# Curly Ventral Fins



## Purple (Jun 25, 2012)

My male betta has curled ventral fins. He had them when I bought him, so it's not something new. His other fins aren't affected. My question is, what causes this? It doesn't seem to affect him in any way, and I think it's kind of cute. It gives him character.









More pictures are located here.


----------



## cjconcepcion (Jun 7, 2012)

very cute  it was probably caused from hard water, or he had an injury in the past and they just healed that way


----------



## Purple (Jun 25, 2012)

He's afraid of anything being at the top of his tank. You can touch his tank, look at him, or have anything going on outside of his tank, but if you lean over his tank or act like you're going to put your hand in it, he completely freaks out.

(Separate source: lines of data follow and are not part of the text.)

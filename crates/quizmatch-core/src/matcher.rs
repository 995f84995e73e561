//! Fuzzy resolution of free-text question references to answer-key rows.
//!
//! Candidates are ranked by `(score desc, question_id asc)` and the head is
//! accepted only if it reaches the configured threshold. Ties therefore always
//! resolve to the lower question id, independent of candidate order.

use std::cmp::Ordering;

use serde::{Deserialize, Serialize};

use crate::model::{MatchResult, WideQuestion};
use crate::text::{normalize, similarity};

/// Default minimum similarity for accepting a match.
pub const DEFAULT_MATCH_THRESHOLD: f64 = 0.75;

/// Matching configuration.
#[derive(Debug, Clone, Copy, PartialEq, Serialize, Deserialize)]
pub struct MatchConfig {
    /// Minimum score for a question reference to be accepted.
    #[serde(default = "default_threshold")]
    pub threshold: f64,
    /// Minimum score for a free-text answer to be resolved to an option.
    #[serde(default = "default_threshold")]
    pub option_threshold: f64,
}

fn default_threshold() -> f64 {
    DEFAULT_MATCH_THRESHOLD
}

impl Default for MatchConfig {
    fn default() -> Self {
        Self {
            threshold: DEFAULT_MATCH_THRESHOLD,
            option_threshold: DEFAULT_MATCH_THRESHOLD,
        }
    }
}

/// Anything that can be matched against: an id plus comparable text.
pub trait MatchCandidate {
    fn candidate_id(&self) -> &str;
    fn candidate_text(&self) -> &str;
}

impl MatchCandidate for WideQuestion {
    fn candidate_id(&self) -> &str {
        &self.question_id
    }

    fn candidate_text(&self) -> &str {
        &self.question_text
    }
}

/// Order question ids: numeric ids first, by value, then every other id
/// lexicographically. This is a total order, so ties never depend on
/// candidate order.
pub fn compare_question_ids(a: &str, b: &str) -> Ordering {
    match (a.parse::<u64>(), b.parse::<u64>()) {
        (Ok(x), Ok(y)) => x.cmp(&y).then_with(|| a.cmp(b)),
        (Ok(_), Err(_)) => Ordering::Less,
        (Err(_), Ok(_)) => Ordering::Greater,
        (Err(_), Err(_)) => a.cmp(b),
    }
}

/// A candidate set normalized once for repeated lookups.
#[derive(Debug, Clone)]
pub struct Matcher {
    config: MatchConfig,
    index: Vec<IndexedCandidate>,
}

#[derive(Debug, Clone)]
struct IndexedCandidate {
    id: String,
    normalized: String,
}

#[derive(Debug, Clone)]
struct Scored<'a> {
    id: &'a str,
    score: f64,
}

impl Matcher {
    pub fn new<C: MatchCandidate>(candidates: &[C], config: MatchConfig) -> Self {
        let index = candidates
            .iter()
            .map(|c| IndexedCandidate {
                id: c.candidate_id().to_string(),
                normalized: normalize(c.candidate_text()),
            })
            .collect();
        Self { config, index }
    }

    pub fn len(&self) -> usize {
        self.index.len()
    }

    pub fn is_empty(&self) -> bool {
        self.index.is_empty()
    }

    /// Resolve `query` to the best candidate.
    pub fn best_match(&self, query: &str) -> MatchResult {
        let normalized_query = normalize(query);
        let mut scored: Vec<Scored<'_>> = self
            .index
            .iter()
            .map(|c| Scored {
                id: &c.id,
                score: similarity(&normalized_query, &c.normalized),
            })
            .collect();
        scored.sort_by(|a, b| {
            b.score
                .total_cmp(&a.score)
                .then_with(|| compare_question_ids(a.id, b.id))
        });

        let Some(head) = scored.first() else {
            return MatchResult::unmatched(query);
        };

        let matched = head.score >= self.config.threshold;
        tracing::debug!(
            query = %query,
            candidate = %head.id,
            score = head.score,
            matched,
            "scored question reference"
        );

        MatchResult {
            query_text: query.to_string(),
            matched_question_id: matched.then(|| head.id.to_string()),
            best_candidate: Some(head.id.to_string()),
            score: head.score,
            matched,
        }
    }
}

/// One-shot match of `query` against `candidates`.
pub fn best_match<C: MatchCandidate>(
    query: &str,
    candidates: &[C],
    config: &MatchConfig,
) -> MatchResult {
    Matcher::new(candidates, *config).best_match(query)
}

#[cfg(test)]
mod tests {
    use super::*;
    use crate::model::OptionLabel;

    fn question(id: &str, text: &str) -> WideQuestion {
        WideQuestion {
            question_id: id.into(),
            question_text: text.into(),
            options: vec!["a".into(), "b".into(), "c".into(), "d".into()],
            correct_label: OptionLabel::from_index(0).unwrap(),
        }
    }

    #[test]
    fn exact_text_is_reflexive() {
        let candidates = vec![
            question("1", "What is the boiling point of water?"),
            question("2", "Who wrote Hamlet?"),
        ];
        let result = best_match("Who wrote Hamlet?", &candidates, &MatchConfig::default());
        assert!(result.matched);
        assert_eq!(result.score, 1.0);
        assert_eq!(result.matched_question_id.as_deref(), Some("2"));
    }

    #[test]
    fn normalization_differences_still_match_exactly() {
        let candidates = vec![question("q1", "<p>Who wrote <em>Hamlet</em>?</p>")];
        let result = best_match("who   wrote hamlet", &candidates, &MatchConfig::default());
        assert_eq!(result.score, 1.0);
        assert!(result.matched);
    }

    #[test]
    fn ties_prefer_lower_question_id() {
        // Same text under several ids, presented out of order.
        let candidates = vec![
            question("30", "Name the largest planet"),
            question("4", "Name the largest planet"),
            question("12", "Name the largest planet"),
        ];
        for _ in 0..5 {
            let result = best_match("name the largest planet", &candidates, &MatchConfig::default());
            assert_eq!(result.matched_question_id.as_deref(), Some("4"));
        }

        let mut reversed = candidates.clone();
        reversed.reverse();
        let result = best_match("name the largest planet", &reversed, &MatchConfig::default());
        assert_eq!(result.matched_question_id.as_deref(), Some("4"));
    }

    #[test]
    fn ties_with_non_numeric_ids_are_lexicographic() {
        let candidates = vec![question("item_b", "same"), question("item_a", "same")];
        let result = best_match("same", &candidates, &MatchConfig::default());
        assert_eq!(result.matched_question_id.as_deref(), Some("item_a"));
    }

    #[test]
    fn below_threshold_is_rejected() {
        let candidates = vec![
            question("1", "What is the boiling point of water?"),
            question("2", "Who wrote Hamlet?"),
        ];
        let result = best_match("Describe photosynthesis", &candidates, &MatchConfig::default());
        assert!(!result.matched);
        assert!(result.matched_question_id.is_none());
        assert!(result.best_candidate.is_some());
        assert!(result.score < DEFAULT_MATCH_THRESHOLD);
    }

    #[test]
    fn threshold_is_configurable() {
        let candidates = vec![question("1", "abcd")];
        let strict = MatchConfig {
            threshold: 1.0,
            ..MatchConfig::default()
        };
        let lenient = MatchConfig {
            threshold: 0.5,
            ..MatchConfig::default()
        };
        // similarity("abce", "abcd") = 6/8
        assert!(!best_match("abce", &candidates, &strict).matched);
        assert!(best_match("abce", &candidates, &lenient).matched);
    }

    #[test]
    fn empty_candidates_do_not_match() {
        let candidates: Vec<WideQuestion> = vec![];
        let result = best_match("anything", &candidates, &MatchConfig::default());
        assert!(!result.matched);
        assert!(result.best_candidate.is_none());
        assert_eq!(result.score, 0.0);
    }

    #[test]
    fn matcher_does_not_mutate_candidates() {
        let candidates = vec![question("2", "b text"), question("1", "a text")];
        let before = candidates.clone();
        let matcher = Matcher::new(&candidates, MatchConfig::default());
        let _ = matcher.best_match("a text");
        assert_eq!(candidates, before);
        assert_eq!(matcher.len(), 2);
    }

    #[test]
    fn question_id_ordering() {
        assert_eq!(compare_question_ids("9", "10"), Ordering::Less);
        assert_eq!(compare_question_ids("b", "a"), Ordering::Greater);
        assert_eq!(compare_question_ids("10", "a"), Ordering::Less);
        assert_eq!(compare_question_ids("1x", "9"), Ordering::Greater);
        assert_eq!(compare_question_ids("007", "7"), Ordering::Less);
    }

    #[test]
    fn mixed_id_ties_resolve_the_same_in_every_order() {
        let ids = ["10", "1x", "9"];
        let orders = [
            [0, 1, 2],
            [0, 2, 1],
            [1, 0, 2],
            [1, 2, 0],
            [2, 0, 1],
            [2, 1, 0],
        ];
        for order in orders {
            let candidates: Vec<WideQuestion> = order
                .iter()
                .map(|&i| question(ids[i], "same text"))
                .collect();
            let result = best_match("same text", &candidates, &MatchConfig::default());
            assert_eq!(
                result.matched_question_id.as_deref(),
                Some("9"),
                "order {order:?}"
            );
        }
    }
}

I think someone may have done something to him.


----------



## kfryman (Nov 7, 2011)

Well most fish aren't use to hands in the tank and all that in a new aquarium and in your tank it doesn't look like there is much cover so yeah. He is most likely not use to you yet. Never heard of a fish being dramatized, remember animals react to things differently then we would so why your answer may be fine with cats or dogs, it is likely that it isn't the case.

The ventrals would just be from harder water...


----------



## Purple (Jun 25, 2012)

Does it hurt him in any way?


----------



## indjo (Jun 6, 2010)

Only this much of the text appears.